There’s also nothing like opening night of a new Star Wars movie to sort the mere film critic from the true fan. In the sold-out theater (I had bought my ticket online, two weeks in advance!), the woman next to me was dressed as Princess Leia, in white gown and the double buns of the iconic original  hairdo. Darth Vader sat two rows back. I saw at least five white-plastic-clad clone soldiers. In the lobby afterward, clots of moviegoers avidly debated the film’s merits and the heated question of whether it fulfills or disappoints the legacy of the earlier films.

This robust discourse has continued in a tsunami of commentary online and in social media, where fans engage in Talmudic discussions of the most abstruse and tangential points of Star Warsiana. Disagreement over The Last Jedi has been fierce. (Divided opinion also held sway on the Connecticut public-radio show where I joined a panel discussion of the movie.) An article in the New York Times, titled “For ‘Last Jedi,’ Everyone’s a Critic,” noted the ecstatic review by the paper’s own critic, Manohla Dargis, even as it explored just how far from unanimous the fans themselves are—slugging it out over such issues as whether Luke Skywalker has become insufferably whiny in his dotage (“Luke Cavesulker,” the film critic David Edelstein wittily calls him in his own review), whether the issue of Rey’s parentage is sufficiently delineated, and whether the unceremonious dispensing with the new arch-villain Snoke reveals him as an epic red herring.

The Times invited fans onto a Facebook page, and quoted their responses. There were articulate naysayers:  “The script was a hot mess of lazy storytelling, absurd plot holes, recycled ideas, and lifeless characterizations,” said one. Another: “What I watched was a painful two-and-a-half hours of hyper-colloquialism, indecisiveness, and impulsivity.” But there were plenty of passionate yea-sayers as well, including one who recalled being fourteen in 1977 when the first film came out, and watching it twenty-one times (once a day) in its first three weeks. “The Last Jedi made me laugh,” the viewer commented. “It made me cry. It made me thrust my arms up in excitement.” And another (yea-sayer): “It had everything I could’ve wanted and more: A cast full of fleshed-out, kick-ass women; a relatable, tortured and believable villain; cute new aliens; a dash of that classic sci-fi cheese.”
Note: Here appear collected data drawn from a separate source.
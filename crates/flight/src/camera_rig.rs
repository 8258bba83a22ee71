//! Trailing chase camera.

use engine_core::{ease_vec3, scaled_ease_factor};
use glam::Vec3;

use crate::config::CameraConfig;
use crate::craft::CraftState;

/// Camera pose lagging behind the craft.
#[derive(Debug, Clone, Copy, PartialEq)]
pub struct CameraRig {
    pub eye: Vec3,
    pub look_at: Vec3,
    /// Eased toward the craft's up vector so the horizon banks with rolls.
    pub up: Vec3,
}

impl CameraRig {
    /// Rig already sitting at its desired pose behind `craft`.
    pub fn behind(craft: &CraftState, config: &CameraConfig) -> Self {
        let (eye, look_at) = Self::desired(craft, config);
        Self {
            eye,
            look_at,
            up: craft.rotation() * Vec3::Y,
        }
    }

    /// Where the eye and look-at point want to be this frame (world space).
    pub fn desired(craft: &CraftState, config: &CameraConfig) -> (Vec3, Vec3) {
        let transform = craft.transform();
        (
            transform.local_to_world(config.offset),
            transform.local_to_world(config.look_ahead),
        )
    }

    /// Ease toward the desired pose.
    pub fn follow(&mut self, craft: &CraftState, config: &CameraConfig, frames: f32) {
        let (eye, look_at) = Self::desired(craft, config);
        self.eye = ease_vec3(self.eye, eye, scaled_ease_factor(config.position_smoothing, frames));

        let look = scaled_ease_factor(config.look_smoothing, frames);
        self.look_at = ease_vec3(self.look_at, look_at, look);
        self.up = ease_vec3(self.up, craft.rotation() * Vec3::Y, look).normalize_or(Vec3::Y);
    }
}

#[cfg(test)]
mod tests {
    use super::*;

    #[test]
    fn starts_behind_and_above_the_craft() {
        let craft = CraftState::at(Vec3::ZERO);
        let rig = CameraRig::behind(&craft, &CameraConfig::default());
        assert!(rig.eye.z > 0.0 && rig.eye.y > 0.0);
        assert!(rig.look_at.z < 0.0);
    }

    #[test]
    fn follow_lags_then_catches_up() {
        let config = CameraConfig::default();
        let mut craft = CraftState::at(Vec3::ZERO);
        let mut rig = CameraRig::behind(&craft, &config);

        craft.position = Vec3::new(0.0, 0.0, -50.0);
        let (goal, _) = CameraRig::desired(&craft, &config);

        rig.follow(&craft, &config, 1.0);
        let first = rig.eye.distance(goal);
        assert!(first > 1.0, "camera should not snap");

        let mut last = first;
        for _ in 0..200 {
            rig.follow(&craft, &config, 1.0);
            let d = rig.eye.distance(goal);
            assert!(d <= last + 1e-5);
            last = d;
        }
        assert!(last < 0.01);
    }
}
In preparation for the new film, I watched, over the course of one equally dutiful and delightful week, all seven prior ones. I did so not in order of their release, but rather in the order of their place in the overall narrative. Remember, the first Star Wars, in 1977, turned out to be Episode IV, which Lucas followed with two sequels, The Empire Strikes Back (1980) and Return of the Jedi (1983). In the late ’90s and early 2000s, he made three prequels, followed by a ten-year hiatus, before picking up two years ago—ceding creative control to other writers and directors after the sale of Lucasfilm to Disney—with Episode VII, The Force Awakens. The Last Jedi is episode VIII, with the final film of this sequel trilogy, still untitled, slated for December 2019.
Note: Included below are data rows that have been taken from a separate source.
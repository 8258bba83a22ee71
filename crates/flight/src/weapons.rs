//! Blaster bolts: rate-limited spawning, ring-buffer cap, and distance culling.

use std::collections::VecDeque;

use engine_core::Transform;
use glam::Vec3;

use crate::config::WeaponConfig;

/// Cooldown remainders below this many seconds count as elapsed (frame-time rounding).
const COOLDOWN_EPSILON: f32 = 1e-4;

/// A single blaster bolt in flight.
#[derive(Debug, Clone, Copy, PartialEq)]
pub struct Projectile {
    /// Where the bolt left the muzzle.
    pub origin: Vec3,
    pub position: Vec3,
    /// Constant velocity, units per reference frame.
    pub velocity: Vec3,
    /// Controller clock (seconds) at spawn.
    pub spawned_at: f32,
}

impl Projectile {
    /// Direction of travel (zero for a stationary bolt).
    pub fn direction(&self) -> Vec3 {
        self.velocity.normalize_or_zero()
    }
}

/// Result of one fire attempt.
#[derive(Debug, Clone, Copy, Default, PartialEq, Eq)]
pub struct VolleyReport {
    pub spawned: usize,
    /// Oldest bolts dropped to stay under the cap.
    pub evicted: usize,
}

/// The craft's blasters and every bolt they have in flight.
#[derive(Debug, Clone)]
pub struct Blasters {
    bolts: VecDeque<Projectile>,
    capacity: usize,
    cooldown_remaining: f32,
    volleys_fired: u64,
}

impl Blasters {
    pub fn new(capacity: usize) -> Self {
        let capacity = capacity.max(1);
        Self {
            bolts: VecDeque::with_capacity(capacity),
            capacity,
            cooldown_remaining: 0.0,
            volleys_fired: 0,
        }
    }

    /// Count the cooldown down by `dt` seconds.
    pub fn tick_cooldown(&mut self, dt: f32) {
        if self.cooldown_remaining > 0.0 {
            self.cooldown_remaining = (self.cooldown_remaining - dt).max(0.0);
        }
    }

    pub fn is_ready(&self) -> bool {
        self.cooldown_remaining <= COOLDOWN_EPSILON
    }

    /// Fire one bolt per muzzle if the cooldown has elapsed.
    pub fn try_fire(&mut self, craft: &Transform, config: &WeaponConfig, now: f32) -> VolleyReport {
        if !self.is_ready() {
            return VolleyReport::default();
        }
        self.cooldown_remaining = config.cooldown;
        self.volleys_fired += 1;

        let velocity = craft.rotation * Vec3::new(0.0, 0.0, -config.projectile_speed);
        let mut report = VolleyReport::default();
        for offset in &config.muzzle_offsets {
            let origin = craft.local_to_world(*offset);
            if self.bolts.len() == self.capacity {
                self.bolts.pop_front();
                report.evicted += 1;
            }
            self.bolts.push_back(Projectile {
                origin,
                position: origin,
                velocity,
                spawned_at: now,
            });
            report.spawned += 1;
        }
        log::debug!(
            "Volley {} at t={:.2}s: {} bolts, {} evicted, {} live",
            self.volleys_fired,
            now,
            report.spawned,
            report.evicted,
            self.bolts.len()
        );
        report
    }

    /// Move every bolt by its velocity.
    pub fn advance(&mut self, frames: f32) {
        for bolt in &mut self.bolts {
            bolt.position += bolt.velocity * frames;
        }
    }

    /// Drop bolts farther than `cutoff` from `eye`; returns how many were removed.
    pub fn retire_beyond(&mut self, eye: Vec3, cutoff: f32) -> usize {
        let before = self.bolts.len();
        let cutoff_sq = cutoff * cutoff;
        self.bolts.retain(|b| b.position.distance_squared(eye) <= cutoff_sq);
        before - self.bolts.len()
    }

    pub fn iter(&self) -> impl Iterator<Item = &Projectile> {
        self.bolts.iter()
    }

    pub fn len(&self) -> usize {
        self.bolts.len()
    }

    pub fn is_empty(&self) -> bool {
        self.bolts.is_empty()
    }

    pub fn volleys_fired(&self) -> u64 {
        self.volleys_fired
    }
}

#[cfg(test)]
mod tests {
    use super::*;

    fn single_muzzle() -> WeaponConfig {
        WeaponConfig {
            muzzle_offsets: vec![Vec3::ZERO],
            ..WeaponConfig::default()
        }
    }

    #[test]
    fn volley_spawns_one_bolt_per_muzzle_at_world_offsets() {
        let config = WeaponConfig::default();
        let mut blasters = Blasters::new(config.max_projectiles);
        let craft = Transform::from_position(Vec3::new(5.0, 0.0, 0.0));

        let report = blasters.try_fire(&craft, &config, 0.0);
        assert_eq!(report.spawned, config.muzzle_offsets.len());
        for (bolt, offset) in blasters.iter().zip(&config.muzzle_offsets) {
            assert!((bolt.origin - (craft.position + *offset)).length() < 1e-6);
            assert!((bolt.direction() - Vec3::NEG_Z).length() < 1e-6);
        }
    }

    #[test]
    fn fire_is_rate_limited() {
        let config = single_muzzle();
        let mut blasters = Blasters::new(10);
        let craft = Transform::default();

        assert_eq!(blasters.try_fire(&craft, &config, 0.0).spawned, 1);
        blasters.tick_cooldown(config.cooldown * 0.5);
        assert_eq!(blasters.try_fire(&craft, &config, 0.1).spawned, 0);
        blasters.tick_cooldown(config.cooldown * 0.5);
        assert_eq!(blasters.try_fire(&craft, &config, 0.2).spawned, 1);
        assert_eq!(blasters.volleys_fired(), 2);
    }

    #[test]
    fn full_buffer_evicts_oldest_first() {
        let config = single_muzzle();
        let mut blasters = Blasters::new(3);
        let craft = Transform::default();
        for i in 0..3 {
            blasters.try_fire(&craft, &config, i as f32);
            blasters.tick_cooldown(1.0);
        }
        let report = blasters.try_fire(&craft, &config, 3.0);
        assert_eq!(report, VolleyReport { spawned: 1, evicted: 1 });
        assert_eq!(blasters.len(), 3);
        let stamps: Vec<f32> = blasters.iter().map(|b| b.spawned_at).collect();
        assert_eq!(stamps, vec![1.0, 2.0, 3.0]);
    }

    #[test]
    fn bolts_past_cutoff_are_retired() {
        let config = single_muzzle();
        let mut blasters = Blasters::new(10);
        blasters.try_fire(&Transform::default(), &config, 0.0);

        let frames_to_cutoff = config.projectile_cutoff / config.projectile_speed;
        blasters.advance(frames_to_cutoff - 1.0);
        assert_eq!(blasters.retire_beyond(Vec3::ZERO, config.projectile_cutoff), 0);
        blasters.advance(2.0);
        assert_eq!(blasters.retire_beyond(Vec3::ZERO, config.projectile_cutoff), 1);
        assert!(blasters.is_empty());
    }
}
Each of the three trilogies has its own particular mojo. The original three movies were cuter than I had recalled, and sillier, especially in the humor surrounding those odd-couple droids, C-3PO and R2-D2; and all three were suffused with a Butch Cassidy and the Sundance Kid-like jauntiness that in retrospect seems very much a hallmark of a particular moment in American cinema. The subsequent prequel trilogy is a bit of a slog, performing a lot of biographical back-and-fill to tell the story of young Luke Skywalker and Darth Vader, even as it offers a primer in the rapidly expanding use of computer-generated images, so that even the slight time gap between The Phantom Menace in 1999, and Revenge of the Sith six years later, make them two entirely different achievements technically.
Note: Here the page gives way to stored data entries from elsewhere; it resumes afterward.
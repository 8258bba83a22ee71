//! Transform component and Euler attitude for craft orientation.

use glam::{EulerRot, Quat, Vec3};

use crate::easing::ease;

/// A 3D transform representing position, rotation, and scale.
#[derive(Debug, Clone, Copy, PartialEq)]
pub struct Transform {
    pub position: Vec3,
    pub rotation: Quat,
    pub scale: Vec3,
}

impl Default for Transform {
    fn default() -> Self {
        Self {
            position: Vec3::ZERO,
            rotation: Quat::IDENTITY,
            scale: Vec3::ONE,
        }
    }
}

impl Transform {
    /// Create a new transform at the given position.
    pub fn from_position(position: Vec3) -> Self {
        Self {
            position,
            ..Default::default()
        }
    }

    /// Create a new transform with position and rotation.
    pub fn from_position_rotation(position: Vec3, rotation: Quat) -> Self {
        Self {
            position,
            rotation,
            ..Default::default()
        }
    }

    /// Get the forward direction (negative Z in right-handed coordinates).
    pub fn forward(&self) -> Vec3 {
        self.rotation * -Vec3::Z
    }

    /// Map a point from local space into world space (rotation + translation, scale ignored).
    pub fn local_to_world(&self, local: Vec3) -> Vec3 {
        self.position + self.rotation * local
    }
}

/// Craft attitude as Euler angles in radians.
///
/// Applied yaw first (world Y), then pitch (local X), then roll (local Z), so pitching never
/// tilts the yaw axis.
#[derive(Debug, Clone, Copy, Default, PartialEq)]
pub struct EulerAngles {
    pub pitch: f32,
    pub yaw: f32,
    pub roll: f32,
}

impl EulerAngles {
    pub const ZERO: Self = Self {
        pitch: 0.0,
        yaw: 0.0,
        roll: 0.0,
    };

    pub fn new(pitch: f32, yaw: f32, roll: f32) -> Self {
        Self { pitch, yaw, roll }
    }

    pub fn to_quat(self) -> Quat {
        Quat::from_euler(EulerRot::YXZ, self.yaw, self.pitch, self.roll)
    }

    /// Ease every angle toward `target` by `factor` (0 = hold, 1 = snap).
    pub fn ease_toward(&mut self, target: EulerAngles, factor: f32) {
        self.pitch = ease(self.pitch, target.pitch, factor);
        self.yaw = ease(self.yaw, target.yaw, factor);
        self.roll = ease(self.roll, target.roll, factor);
    }

    /// Largest per-axis distance to `other`.
    pub fn max_abs_diff(self, other: EulerAngles) -> f32 {
        (self.pitch - other.pitch)
            .abs()
            .max((self.yaw - other.yaw).abs())
            .max((self.roll - other.roll).abs())
    }
}

#[cfg(test)]
mod tests {
    use super::*;

    #[test]
    fn forward_is_negative_z_at_identity() {
        let t = Transform::default();
        assert!((t.forward() - Vec3::NEG_Z).length() < 1e-6);
    }

    #[test]
    fn positive_yaw_turns_nose_left() {
        let rot = EulerAngles::new(0.0, std::f32::consts::FRAC_PI_2, 0.0).to_quat();
        let t = Transform::from_position_rotation(Vec3::ZERO, rot);
        assert!((t.forward() - Vec3::NEG_X).length() < 1e-5);
    }

    #[test]
    fn positive_pitch_raises_nose() {
        let rot = EulerAngles::new(0.3, 0.0, 0.0).to_quat();
        let t = Transform::from_position_rotation(Vec3::ZERO, rot);
        assert!(t.forward().y > 0.0);
    }

    #[test]
    fn local_to_world_applies_rotation_then_translation() {
        let rot = EulerAngles::new(0.0, std::f32::consts::PI, 0.0).to_quat();
        let t = Transform::from_position_rotation(Vec3::new(10.0, 0.0, 0.0), rot);
        let p = t.local_to_world(Vec3::new(0.0, 0.0, -2.0));
        assert!((p - Vec3::new(10.0, 0.0, 2.0)).length() < 1e-5);
    }
}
Relevance was never an important criterion, or even a welcome one, in an escapist adventure set long ago in a galaxy far, far away.

As for the first two efforts in the current sequel trilogy, we should note that it’s no longer George Lucas behind them, but other, much younger writer-directors. Both J. J. Abrams (born in 1966), who directed The Force Awakens, and now Rian Johnson (born in 1973) with The Last Jedi, were kids during the original trilogy’s run; it’s pleasing to see the franchise being given new life by talented acolyte-directors who grew up in thrall to it and are now carrying the torch, and the Force, forward.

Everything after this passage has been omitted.